Regular follow-up with total body skin examinations is recommended beginning around puberty for children with a large number of nevi, especially children with additional risk factors such as atypical nevi, family history of melanoma, history of sunburns, fair skin type, and red hair. The predisposition for a high nevi count is usually apparent by ages 11–12 years. Some will have a predominant signature nevus type, defined as a predominant group of nevi that share a similar clinical appearance. There are several types of signature nevi patterns, including solid brown, solid pink, eclipse nevi (tan centrally with brown rim), pink eclipse nevi (pink centrally with brown rim), cockade/cockarde nevi (target), nevi with perifollicular hypopigmentation, multiple halo nevi, nonpigmented (white) melanocytic nevi, compound melanocytic nevi with a fried-egg appearance, lentiginous nevi, and junction and compound (cheetah phenotype) nevi. Patients with the cheetah phenotype often have >100 nevi admixed with multiple solar lentigines. These individuals may have an increased risk of developing melanoma because of the high number of nevi present. A halo nevus ( Fig. 70.3 ), also known as a Sutton nevus, begins as a pigmented nevus surrounded by a rim of depigmentation and eventually undergoes complete regression of the nevus and repigmentation of the depigmented area. Because regressing melanoma may be gray or white, each halo nevus should be examined closely for any atypical features suggestive of melanoma.

Fig. 70.3, The classic appearance of a halo nevus. These small pigmented lesions are surrounded by a rim of hypopigmentation. They are typically seen in adolescents and are most commonly located over the trunk, especially on the back. Treatment is usually not needed unless the pigmented portion of the halo nevus appears atypical. In that case, excision of the entire lesion, including the halo, is recommended.
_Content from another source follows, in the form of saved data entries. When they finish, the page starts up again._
use dioxus::prelude::*;

/// Centered modal overlay. Clicking the backdrop closes it.
#[component]
pub fn Dialog(open: bool, on_close: EventHandler<()>, children: Element) -> Element {
    if !open {
        return rsx! {};
    }

    rsx! {
        document::Link { rel: "stylesheet", href: asset!("./style.css") }
        div {
            class: "hr-dialog-overlay",
            onclick: move |_| on_close.call(()),
            div {
                class: "hr-dialog-content",
                onclick: move |evt| evt.stop_propagation(),
                {children}
            }
        }
    }
}

/// Title element inside a Dialog.
#[component]
pub fn DialogTitle(children: Element) -> Element {
    rsx! {
        h2 { class: "hr-dialog-title", {children} }
    }
}

/// Muted description under the title.
#[component]
pub fn DialogDescription(children: Element) -> Element {
    rsx! {
        p { class: "hr-dialog-description", {children} }
    }
}

/// Close affordance rendered in the dialog corner.
#[component]
pub fn DialogClose(on_close: EventHandler<()>) -> Element {
    rsx! {
        button {
            class: "hr-dialog-close",
            r#type: "button",
            onclick: move |_| on_close.call(()),
            "\u{00d7}"
        }
    }
}
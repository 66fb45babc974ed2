use dioxus::prelude::*;
use dioxus_primitives::alert_dialog as prim;

#[component]
pub fn AlertDialogRoot(mut props: prim::AlertDialogRootProps) -> Element {
    props.attributes.push(Attribute::new(
        "class",
        "hr-alert-dialog-overlay",
        None,
        false,
    ));

    rsx! {
        document::Link { rel: "stylesheet", href: asset!("./style.css") }
        prim::AlertDialogRoot { ..props }
    }
}

#[component]
pub fn AlertDialogContent(mut props: prim::AlertDialogContentProps) -> Element {
    if props.class.is_none() {
        props.class = Some("hr-alert-dialog-content".to_string());
    }

    rsx! {
        prim::AlertDialogContent { ..props }
    }
}

#[component]
pub fn AlertDialogTitle(mut props: prim::AlertDialogTitleProps) -> Element {
    props
        .attributes
        .push(Attribute::new("class", "hr-alert-dialog-title", None, false));

    rsx! {
        prim::AlertDialogTitle { ..props }
    }
}

#[component]
pub fn AlertDialogDescription(mut props: prim::AlertDialogDescriptionProps) -> Element {
    props.attributes.push(Attribute::new(
        "class",
        "hr-alert-dialog-description",
        None,
        false,
    ));

    rsx! {
        prim::AlertDialogDescription { ..props }
    }
}

#[component]
pub fn AlertDialogActions(mut props: prim::AlertDialogActionsProps) -> Element {
    props.attributes.push(Attribute::new(
        "class",
        "hr-alert-dialog-actions",
        None,
        false,
    ));

    rsx! {
        prim::AlertDialogActions { ..props }
    }
}

#[component]
pub fn AlertDialogAction(mut props: prim::AlertDialogActionProps) -> Element {
    props
        .attributes
        .push(Attribute::new("class", "hr-alert-dialog-action", None, false));

    rsx! {
        prim::AlertDialogAction { ..props }
    }
}

#[component]
pub fn AlertDialogCancel(mut props: prim::AlertDialogCancelProps) -> Element {
    props
        .attributes
        .push(Attribute::new("class", "hr-alert-dialog-cancel", None, false));

    rsx! {
        prim::AlertDialogCancel { ..props }
    }
}
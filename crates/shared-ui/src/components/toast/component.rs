use dioxus::prelude::*;
use dioxus_primitives::toast as prim;

pub use dioxus_primitives::toast::{consume_toast, use_toast, ToastOptions, ToastType, Toasts};

#[component]
pub fn ToastProvider(props: prim::ToastProviderProps) -> Element {
    rsx! {
        document::Link { rel: "stylesheet", href: asset!("./style.css") }
        prim::ToastProvider { ..props }
    }
}

#[component]
pub fn Toast(mut props: prim::ToastProps) -> Element {
    props
        .attributes
        .push(Attribute::new("class", "hr-toast", None, false));

    rsx! {
        prim::Toast { ..props }
    }
}
use dioxus::prelude::*;

use crate::routes::Route;

#[component]
pub fn NotFound(route: Vec<String>) -> Element {
    let path = route.join("/");

    rsx! {
        div { class: "not-found",
            h1 { "Page Not Found" }
            p { "No page exists at /{path}." }
            Link { to: Route::Dashboard {}, "Back to Dashboard" }
        }
    }
}
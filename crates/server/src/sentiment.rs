//! Lexicon-based sentiment scoring for feedback comments.
//!
//! Produces a compound score in [-1, 1] from a valence lexicon with negation
//! and intensifier handling, normalised the same way downstream consumers
//! expect: `sum / sqrt(sum^2 + 15)`. Scoring is pure — it never touches the
//! database. Persisting a feedback record is a separate, explicit operation.

use shared_types::SentimentResult;

/// Word valences on a roughly -4..=4 scale.
const LEXICON: &[(&str, f32)] = &[
    ("amazing", 2.8),
    ("awful", -2.8),
    ("bad", -2.5),
    ("best", 3.2),
    ("boring", -1.3),
    ("brilliant", 2.8),
    ("clear", 1.2),
    ("confident", 1.7),
    ("confusing", -1.5),
    ("dedicated", 1.8),
    ("delightful", 2.5),
    ("difficult", -1.5),
    ("disappointing", -2.2),
    ("disorganized", -1.8),
    ("dreadful", -2.8),
    ("effective", 1.8),
    ("efficient", 1.8),
    ("excellent", 2.7),
    ("exceptional", 2.7),
    ("fail", -2.5),
    ("failed", -2.5),
    ("fantastic", 2.6),
    ("friendly", 2.2),
    ("frustrating", -2.1),
    ("good", 1.9),
    ("great", 3.1),
    ("happy", 2.7),
    ("hate", -2.7),
    ("helpful", 1.8),
    ("impressive", 2.3),
    ("improved", 1.6),
    ("inadequate", -2.0),
    ("incompetent", -2.5),
    ("insightful", 2.1),
    ("inspiring", 2.3),
    ("knowledgeable", 1.9),
    ("lazy", -2.0),
    ("love", 3.2),
    ("mediocre", -0.8),
    ("motivated", 1.9),
    ("negative", -1.8),
    ("nice", 1.8),
    ("outstanding", 3.1),
    ("patient", 1.5),
    ("perfect", 2.7),
    ("poor", -2.1),
    ("positive", 2.3),
    ("productive", 1.8),
    ("professional", 1.6),
    ("reliable", 1.9),
    ("rude", -2.3),
    ("sloppy", -1.9),
    ("slow", -1.2),
    ("strong", 1.7),
    ("supportive", 2.0),
    ("terrible", -3.1),
    ("thorough", 1.6),
    ("unclear", -1.4),
    ("unhelpful", -1.9),
    ("unprepared", -1.8),
    ("unprofessional", -2.2),
    ("unreliable", -2.0),
    ("useful", 1.9),
    ("useless", -1.9),
    ("weak", -1.6),
    ("wonderful", 2.7),
    ("worst", -3.1),
];

/// Words that flip the valence of the term they precede.
const NEGATIONS: &[&str] = &[
    "not", "no", "never", "neither", "nor", "cannot", "cant", "dont", "doesnt", "didnt", "isnt",
    "wasnt", "wont", "hardly", "barely", "without", "lacks", "lacking",
];

/// Intensifiers and dampeners applied to the following term.
const BOOSTERS: &[(&str, f32)] = &[
    ("absolutely", 0.293),
    ("completely", 0.293),
    ("especially", 0.293),
    ("extremely", 0.293),
    ("highly", 0.293),
    ("incredibly", 0.293),
    ("particularly", 0.293),
    ("really", 0.293),
    ("remarkably", 0.293),
    ("so", 0.293),
    ("totally", 0.293),
    ("truly", 0.293),
    ("very", 0.293),
    ("almost", -0.293),
    ("kinda", -0.293),
    ("kind", -0.293),
    ("marginally", -0.293),
    ("occasionally", -0.293),
    ("partly", -0.293),
    ("slightly", -0.293),
    ("somewhat", -0.293),
    ("sort", -0.293),
];

/// Dampening factor applied when a matched term is negated.
const NEGATION_FACTOR: f32 = -0.74;

/// Normalisation constant for the compound score.
const NORM_ALPHA: f32 = 15.0;

fn lookup(word: &str) -> Option<f32> {
    LEXICON
        .binary_search_by(|(w, _)| w.cmp(&word))
        .ok()
        .map(|i| LEXICON[i].1)
}

fn booster(word: &str) -> Option<f32> {
    BOOSTERS.iter().find(|(w, _)| *w == word).map(|(_, b)| *b)
}

fn is_negation(word: &str) -> bool {
    NEGATIONS.contains(&word)
}

fn tokenize(text: &str) -> Vec<String> {
    text.to_lowercase()
        .split(|c: char| !c.is_alphanumeric() && c != '\'')
        .map(|t| t.trim_matches('\'').replace('\'', ""))
        .filter(|t| !t.is_empty())
        .collect()
}

/// Compute the compound sentiment score for a comment, in [-1, 1].
///
/// Each lexicon hit contributes its valence, adjusted by boosters and flipped
/// by negations in the three preceding tokens. Trailing exclamation marks add
/// emphasis. The raw sum is squashed into [-1, 1].
pub fn compound_score(text: &str) -> f32 {
    let tokens = tokenize(text);
    let mut sum = 0.0f32;

    for (i, token) in tokens.iter().enumerate() {
        let Some(mut valence) = lookup(token) else {
            continue;
        };

        // Scan up to three preceding tokens for boosters and negations.
        let window_start = i.saturating_sub(3);
        let mut negated = false;
        for prev in &tokens[window_start..i] {
            if is_negation(prev) {
                negated = true;
            } else if let Some(b) = booster(prev) {
                valence += if valence >= 0.0 { b } else { -b };
            }
        }
        if negated {
            valence *= NEGATION_FACTOR;
        }

        sum += valence;
    }

    // Exclamation emphasis, capped at three marks.
    let bangs = text.chars().filter(|c| *c == '!').count().min(3) as f32;
    if sum > 0.0 {
        sum += bangs * 0.292;
    } else if sum < 0.0 {
        sum -= bangs * 0.292;
    }

    if sum == 0.0 {
        return 0.0;
    }
    sum / (sum * sum + NORM_ALPHA).sqrt()
}

/// Score a comment and derive its label and 1-5 scale value.
pub fn analyze(comment: &str) -> SentimentResult {
    SentimentResult::from_compound(compound_score(comment))
}

#[cfg(test)]
mod tests {
    use super::*;

    #[test]
    fn lexicon_is_sorted_for_binary_search() {
        for pair in LEXICON.windows(2) {
            assert!(pair[0].0 < pair[1].0, "{} >= {}", pair[0].0, pair[1].0);
        }
    }

    #[test]
    fn positive_comment_scores_positive() {
        let r = analyze("Great session, the trainer was very helpful");
        assert!(r.sentiment_score > 0.05);
        assert_eq!(r.sentiment_label, "Positive");
    }

    #[test]
    fn negative_comment_scores_negative() {
        let r = analyze("Terrible pacing and a disorganized presentation");
        assert!(r.sentiment_score < -0.05);
        assert_eq!(r.sentiment_label, "Negative");
    }

    #[test]
    fn neutral_comment_scores_zero() {
        let r = analyze("The session covered the quarterly report");
        assert_eq!(r.sentiment_score, 0.0);
        assert_eq!(r.sentiment_label, "Neutral");
        assert_eq!(r.sentiment_score_1_5, 3);
    }

    #[test]
    fn empty_comment_is_neutral() {
        assert_eq!(compound_score(""), 0.0);
    }

    #[test]
    fn negation_flips_polarity() {
        let plain = compound_score("the training was good");
        let negated = compound_score("the training was not good");
        assert!(plain > 0.0);
        assert!(negated < 0.0);
    }

    #[test]
    fn booster_amplifies() {
        let plain = compound_score("helpful");
        let boosted = compound_score("extremely helpful");
        assert!(boosted > plain);
    }

    #[test]
    fn dampener_reduces() {
        let plain = compound_score("helpful");
        let damped = compound_score("somewhat helpful");
        assert!(damped < plain);
        assert!(damped > 0.0);
    }

    #[test]
    fn exclamation_adds_emphasis() {
        let calm = compound_score("great work");
        let excited = compound_score("great work!!!");
        assert!(excited > calm);
    }

    #[test]
    fn compound_stays_in_unit_interval() {
        let r = compound_score("best amazing outstanding excellent wonderful great love");
        assert!(r <= 1.0);
        let r = compound_score("worst terrible awful dreadful hate incompetent");
        assert!(r >= -1.0);
    }

    #[test]
    fn punctuation_and_case_are_ignored_in_matching() {
        assert!(compound_score("GREAT, really GREAT.") > 0.0);
    }
}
It is important to note that melanoma may arise de novo on any part of the body and not necessarily from a preexisting atypical lesion. Unlike in adults, growing or changing nevi are a normal part of the natural history of melanocytic nevi in children and adolescents. Whereas a biopsy is recommended in adults for a change in a nevus (in color, size, morphology, etc.), such changes among children and adolescents is a poor predictor of melanoma. Several authors recommend that a change in a nevus should not be used as the sole criterion for excision. When performing a total body skin examination in a child with a large number of nevi, physicians should identify suspicious lesions based on morphologic features of individual lesions and identification of an “ugly duckling”—a lesion that is obviously different from the patient’s signature nevi pattern. The ugly duckling sign has a high specificity on clinical exam and dermoscopy for detection of melanoma among providers of all levels. Addition of the ugly duckling sign to traditional morphologic assessment can reduce the number of nevi considered for biopsy by a factor of 7. Dermoscopy is a critical tool in the evaluation of a skin lesion. Any lesion suspicious on clinical examination needs a clinical evaluation and dermoscopic examination by an experienced pediatric dermatologist.

Congenital Melanocytic Nevi

Congenital melanocytic nevi (CMN) are benign lesions found in 2–4% of neonates across most ethnicities. Most CMN are small and medium sized (<5 cm in diameter). CMN >20 cm are rare and have an estimated incidence of 1 in 20,000–50,000 live births, and CMN >40 cm have an incidence of 1 in 200,000–500,000. They are benign proliferations of neural crest–derived melanocytes originating in utero and are present at birth or arise within the first few weeks of life. Histologically, CMN are characterized by nevomelanocytes extending into the deep dermis and subcutaneous tissue, tracking along vascular, adnexal, and neural structures, with atypical features present in 9–77% of CMN.